#### ACTION ITEM
The entries are to be duplicated exactly, with nothing left out.

#### INPUT FOR THIS TASK
#[cfg(test)]
mod tests {
    use crate::ast::*;
    use crate::parser::{SyntaxErrorKind, parse};

    fn parse_ok(src: &str) -> Vec<Statement> {
        parse(src).unwrap().body
    }

    fn parse_err(src: &str) -> SyntaxErrorKind {
        parse(src).unwrap_err().kind
    }

    fn only_class(src: &str) -> std::rc::Rc<ClassDef> {
        match parse_ok(src).into_iter().next() {
            Some(Statement::Declaration(Declaration::Class(class))) => class,
            other => panic!("expected a class declaration, got {other:?}"),
        }
    }

    #[test]
    fn variable_declarations() {
        let body = parse_ok("var a = 1, b; let c; const d = 2;");
        assert!(matches!(&body[0], Statement::Variable(d) if d.declarations.len() == 2));
        assert!(matches!(&body[1], Statement::Declaration(Declaration::Lexical(d)) if d.kind == VarKind::Let));
        assert!(matches!(&body[2], Statement::Declaration(Declaration::Lexical(d)) if d.kind == VarKind::Const));
        assert_eq!(parse_err("const x;"), SyntaxErrorKind::ConstWithoutInitializer);
        assert_eq!(parse_err("let let = 1;"), SyntaxErrorKind::LetInLexicalBinding);
        assert_eq!(parse_err("let a, a;"), SyntaxErrorKind::DuplicateDeclaration("a".into()));
        parse_ok("var a; var a;");
    }

    #[test]
    fn function_declarations() {
        let body = parse_ok("function add(a, b) { var t = a + b; return t; }");
        let Statement::Declaration(Declaration::Function(f)) = &body[0] else {
            panic!("expected function");
        };
        assert_eq!(f.name.as_deref(), Some("add"));
        assert_eq!(f.kind, FunctionKind::Normal);
        assert_eq!(f.var_names, vec!["t".to_string()]);
        assert!(!f.strict);
        assert_eq!(f.source_text, "function add(a, b) { var t = a + b; return t; }");
    }

    #[test]
    fn function_strictness() {
        let body = parse_ok("'use strict'; function f() {} function g() { 'use strict'; }");
        assert!(body.iter().skip(1).all(|s| matches!(s, Statement::Declaration(Declaration::Function(f)) if f.strict)));

        let body = parse_ok("function g() { 'use strict'; } function h() {}");
        let strictness: Vec<bool> = body
            .iter()
            .map(|s| match s {
                Statement::Declaration(Declaration::Function(f)) => f.strict,
                _ => panic!("expected functions"),
            })
            .collect();
        assert_eq!(strictness, vec![true, false]);

        assert_eq!(parse_err("function eval() { 'use strict'; }"), SyntaxErrorKind::StrictEvalOrArguments);
        assert_eq!(parse_err("function f(a, a) { 'use strict'; }"), SyntaxErrorKind::DuplicateParameter);
        parse_ok("function f(a, a) {}");
        assert_eq!(parse_err("({ m(a, a) {} })"), SyntaxErrorKind::DuplicateParameter);
    }

    #[test]
    fn parameters_and_body_names() {
        assert_eq!(parse_err("function f(a) { let a; }"), SyntaxErrorKind::DuplicateDeclaration("a".into()));
        assert!(matches!(parse_err("function f(...a) {}"), SyntaxErrorKind::Unsupported(_)));
        assert!(matches!(parse_err("function f(a = 1) {}"), SyntaxErrorKind::Unsupported(_)));
        assert!(matches!(parse_err("function* g() {}"), SyntaxErrorKind::Unsupported(_)));
        parse_ok("function f(a) { var a; }");
    }

    #[test]
    fn in_is_allowed_inside_function_bodies_in_for_heads() {
        parse_ok("for (var f = function () { return 'a' in o; }; ;) break;");
    }

    #[test]
    fn class_members() {
        let class = only_class(
            "class A extends B { constructor(x) { super(x); } m() { return super.m(); } static s() {} get g() {} set g(v) {} 'quoted'() {} [k]() {} static() {} }",
        );
        assert_eq!(class.name.as_deref(), Some("A"));
        assert!(class.super_class.is_some());
        let ctor = class.constructor.as_ref().unwrap();
        assert_eq!(ctor.kind, FunctionKind::ClassConstructor);
        assert!(ctor.strict);
        assert_eq!(class.body.len(), 7);
        assert!(class.body[1].is_static);
        assert_eq!(class.body[2].kind, ClassMethodKind::Get);
        assert_eq!(class.body[3].kind, ClassMethodKind::Set);
        assert!(matches!(&class.body[6].key, ClassKey::Public(PropertyName::Identifier(n)) if n == "static"));
        assert!(!class.body[6].is_static);
        assert!(class.source_text.starts_with("class A extends B {"));
        assert!(class.source_text.ends_with("static() {} }"));
    }

    #[test]
    fn class_restrictions() {
        assert_eq!(parse_err("class A { constructor() {} constructor() {} }"), SyntaxErrorKind::DuplicateConstructor);
        assert_eq!(parse_err("class A { get constructor() {} }"), SyntaxErrorKind::ConstructorAccessor);
        assert_eq!(parse_err("class A { static prototype() {} }"), SyntaxErrorKind::StaticPrototype);
        assert_eq!(parse_err("class A { constructor() { super(); } }"), SyntaxErrorKind::UnexpectedSuper);
        assert_eq!(parse_err("class A extends B { m() { super(); } }"), SyntaxErrorKind::UnexpectedSuper);
        assert_eq!(parse_err("class A { get g(x) {} }"), SyntaxErrorKind::GetterArity);
        assert_eq!(parse_err("class A { set s() {} }"), SyntaxErrorKind::SetterArity);
        assert_eq!(parse_err("class { }"), SyntaxErrorKind::UnexpectedToken("{".into()));
        assert!(matches!(parse_err("class A { x = 1; }"), SyntaxErrorKind::Unsupported(_)));
        // class bodies are strict
        assert_eq!(parse_err("class A { m() { var eval; } }"), SyntaxErrorKind::StrictEvalOrArguments);
        parse_ok("class A { static constructor() {} }");
    }

    #[test]
    fn private_names() {
        let class = only_class("class C { #m() {} get #a() {} set #a(v) {} static #s() {} test(o) { return o.#m; } }");
        assert!(matches!(&class.body[0].key, ClassKey::Private(n) if n == "m"));
        assert!(class.body[3].is_static);

        assert_eq!(parse_err("class C { #m() {} #m() {} }"), SyntaxErrorKind::DuplicatePrivateName("m".into()));
        assert_eq!(parse_err("class C { get #a() {} static set #a(v) {} }"), SyntaxErrorKind::DuplicatePrivateName("a".into()));
        assert_eq!(parse_err("class C { m() { this.#x; } }"), SyntaxErrorKind::UndeclaredPrivateName("x".into()));
        assert_eq!(parse_err("this.#x;"), SyntaxErrorKind::UndeclaredPrivateName("x".into()));
        assert_eq!(parse_err("class C { #constructor() {} }"), SyntaxErrorKind::PrivateConstructor);
        assert_eq!(parse_err("class C { #m() {} d() { delete this.#m; } }"), SyntaxErrorKind::PrivateDelete);
        // inner classes may use names declared by enclosing ones, and
        // references may precede declarations
        parse_ok("class O { #p() {} m() { class I { n(o) { return o.#p; } } } }");
        parse_ok("class C { a() { return this.#b; } #b() {} }");
    }

    #[test]
    fn class_expressions() {
        let body = parse_ok("var K = class extends Base {};");
        let Statement::Variable(decl) = &body[0] else {
            panic!("expected var");
        };
        let Some(Expression::Class(class)) = &decl.declarations[0].init else {
            panic!("expected class expression");
        };
        assert!(class.name.is_none());
        assert!(class.constructor.is_none());
    }

    #[test]
    fn object_methods_take_any_parameters() {
        parse_ok("({ m(a, b, c) {} })");
    }
}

#### TASK RESPONSE
#[cfg(test)]
mod tests {
    use crate::ast::*;
    use crate::parser::{SyntaxErrorKind, parse};

    fn parse_ok(src: &str) -> Vec<Statement> {
        parse(src).unwrap().body
    }

    fn parse_err(src: &str) -> SyntaxErrorKind {
        parse(src).unwrap_err().kind
    }

    fn only_class(src: &str) -> std::rc::Rc<ClassDef> {
        match parse_ok(src).into_iter().next() {
            Some(Statement::Declaration(Declaration::Class(class))) => class,
            other => panic!("expected a class declaration, got {other:?}"),
        }
    }

    #[test]
    fn variable_declarations() {
        let body = parse_ok("var a = 1, b; let c; const d = 2;");
        assert!(matches!(&body[0], Statement::Variable(d) if d.declarations.len() == 2));
        assert!(matches!(&body[1], Statement::Declaration(Declaration::Lexical(d)) if d.kind == VarKind::Let));
        assert!(matches!(&body[2], Statement::Declaration(Declaration::Lexical(d)) if d.kind == VarKind::Const));
        assert_eq!(parse_err("const x;"), SyntaxErrorKind::ConstWithoutInitializer);
        assert_eq!(parse_err("let let = 1;"), SyntaxErrorKind::LetInLexicalBinding);
        assert_eq!(parse_err("let a, a;"), SyntaxErrorKind::DuplicateDeclaration("a".into()));
        parse_ok("var a; var a;");
    }

    #[test]
    fn function_declarations() {
        let body = parse_ok("function add(a, b) { var t = a + b; return t; }");
        let Statement::Declaration(Declaration::Function(f)) = &body[0] else {
            panic!("expected function");
        };
        assert_eq!(f.name.as_deref(), Some("add"));
        assert_eq!(f.kind, FunctionKind::Normal);
        assert_eq!(f.var_names, vec!["t".to_string()]);
        assert!(!f.strict);
        assert_eq!(f.source_text, "function add(a, b) { var t = a + b; return t; }");
    }

    #[test]
    fn function_strictness() {
        let body = parse_ok("'use strict'; function f() {} function g() { 'use strict'; }");
        assert!(body.iter().skip(1).all(|s| matches!(s, Statement::Declaration(Declaration::Function(f)) if f.strict)));

        let body = parse_ok("function g() { 'use strict'; } function h() {}");
        let strictness: Vec<bool> = body
            .iter()
            .map(|s| match s {
                Statement::Declaration(Declaration::Function(f)) => f.strict,
                _ => panic!("expected functions"),
            })
            .collect();
        assert_eq!(strictness, vec![true, false]);

        assert_eq!(parse_err("function eval() { 'use strict'; }"), SyntaxErrorKind::StrictEvalOrArguments);
        assert_eq!(parse_err("function f(a, a) { 'use strict'; }"), SyntaxErrorKind::DuplicateParameter);
        parse_ok("function f(a, a) {}");
        assert_eq!(parse_err("({ m(a, a) {} })"), SyntaxErrorKind::DuplicateParameter);
    }

    #[test]
    fn parameters_and_body_names() {
        assert_eq!(parse_err("function f(a) { let a; }"), SyntaxErrorKind::DuplicateDeclaration("a".into()));
        assert!(matches!(parse_err("function f(...a) {}"), SyntaxErrorKind::Unsupported(_)));
        assert!(matches!(parse_err("function f(a = 1) {}"), SyntaxErrorKind::Unsupported(_)));
        assert!(matches!(parse_err("function* g() {}"), SyntaxErrorKind::Unsupported(_)));
        parse_ok("function f(a) { var a; }");
    }

    #[test]
    fn in_is_allowed_inside_function_bodies_in_for_heads() {
        parse_ok("for (var f = function () { return 'a' in o; }; ;) break;");
    }

    #[test]
    fn class_members() {
        let class = only_class(
            "class A extends B { constructor(x) { super(x); } m() { return super.m(); } static s() {} get g() {} set g(v) {} 'quoted'() {} [k]() {} static() {} }",
        );
        assert_eq!(class.name.as_deref(), Some("A"));
        assert!(class.super_class.is_some());
        let ctor = class.constructor.as_ref().unwrap();
        assert_eq!(ctor.kind, FunctionKind::ClassConstructor);
        assert!(ctor.strict);
        assert_eq!(class.body.len(), 7);
        assert!(class.body[1].is_static);
        assert_eq!(class.body[2].kind, ClassMethodKind::Get);
        assert_eq!(class.body[3].kind, ClassMethodKind::Set);
        assert!(matches!(&class.body[6].key, ClassKey::Public(PropertyName::Identifier(n)) if n == "static"));
        assert!(!class.body[6].is_static);
        assert!(class.source_text.starts_with("class A extends B {"));
        assert!(class.source_text.ends_with("static() {} }"));
    }

    #[test]
    fn class_restrictions() {
        assert_eq!(parse_err("class A { constructor() {} constructor() {} }"), SyntaxErrorKind::DuplicateConstructor);
        assert_eq!(parse_err("class A { get constructor() {} }"), SyntaxErrorKind::ConstructorAccessor);
        assert_eq!(parse_err("class A { static prototype() {} }"), SyntaxErrorKind::StaticPrototype);
        assert_eq!(parse_err("class A { constructor() { super(); } }"), SyntaxErrorKind::UnexpectedSuper);
        assert_eq!(parse_err("class A extends B { m() { super(); } }"), SyntaxErrorKind::UnexpectedSuper);
        assert_eq!(parse_err("class A { get g(x) {} }"), SyntaxErrorKind::GetterArity);
        assert_eq!(parse_err("class A { set s() {} }"), SyntaxErrorKind::SetterArity);
        assert_eq!(parse_err("class { }"), SyntaxErrorKind::UnexpectedToken("{".into()));
        assert!(matches!(parse_err("class A { x = 1; }"), SyntaxErrorKind::Unsupported(_)));
        // class bodies are strict
        assert_eq!(parse_err("class A { m() { var eval; } }"), SyntaxErrorKind::StrictEvalOrArguments);
        parse_ok("class A { static constructor() {} }");
    }

    #[test]
    fn private_names() {
        let class = only_class("class C { #m() {} get #a() {} set #a(v) {} static #s() {} test(o) { return o.#m; } }");
        assert!(matches!(&class.body[0].key, ClassKey::Private(n) if n == "m"));
        assert!(class.body[3].is_static);

        assert_eq!(parse_err("class C { #m() {} #m() {} }"), SyntaxErrorKind::DuplicatePrivateName("m".into()));
        assert_eq!(parse_err("class C { get #a() {} static set #a(v) {} }"), SyntaxErrorKind::DuplicatePrivateName("a".into()));
        assert_eq!(parse_err("class C { m() { this.#x; } }"), SyntaxErrorKind::UndeclaredPrivateName("x".into()));
        assert_eq!(parse_err("this.#x;"), SyntaxErrorKind::UndeclaredPrivateName("x".into()));
        assert_eq!(parse_err("class C { #constructor() {} }"), SyntaxErrorKind::PrivateConstructor);
        assert_eq!(parse_err("class C { #m() {} d() { delete this.#m; } }"), SyntaxErrorKind::PrivateDelete);
        // inner classes may use names declared by enclosing ones, and
        // references may precede declarations
        parse_ok("class O { #p() {} m() { class I { n(o) { return o.#p; } } } }");
        parse_ok("class C { a() { return this.#b; } #b() {} }");
    }

    #[test]
    fn class_expressions() {
        let body = parse_ok("var K = class extends Base {};");
        let Statement::Variable(decl) = &body[0] else {
            panic!("expected var");
        };
        let Some(Expression::Class(class)) = &decl.declarations[0].init else {
            panic!("expected class expression");
        };
        assert!(class.name.is_none());
        assert!(class.constructor.is_none());
    }

    #[test]
    fn object_methods_take_any_parameters() {
        parse_ok("({ m(a, b, c) {} })");
    }
}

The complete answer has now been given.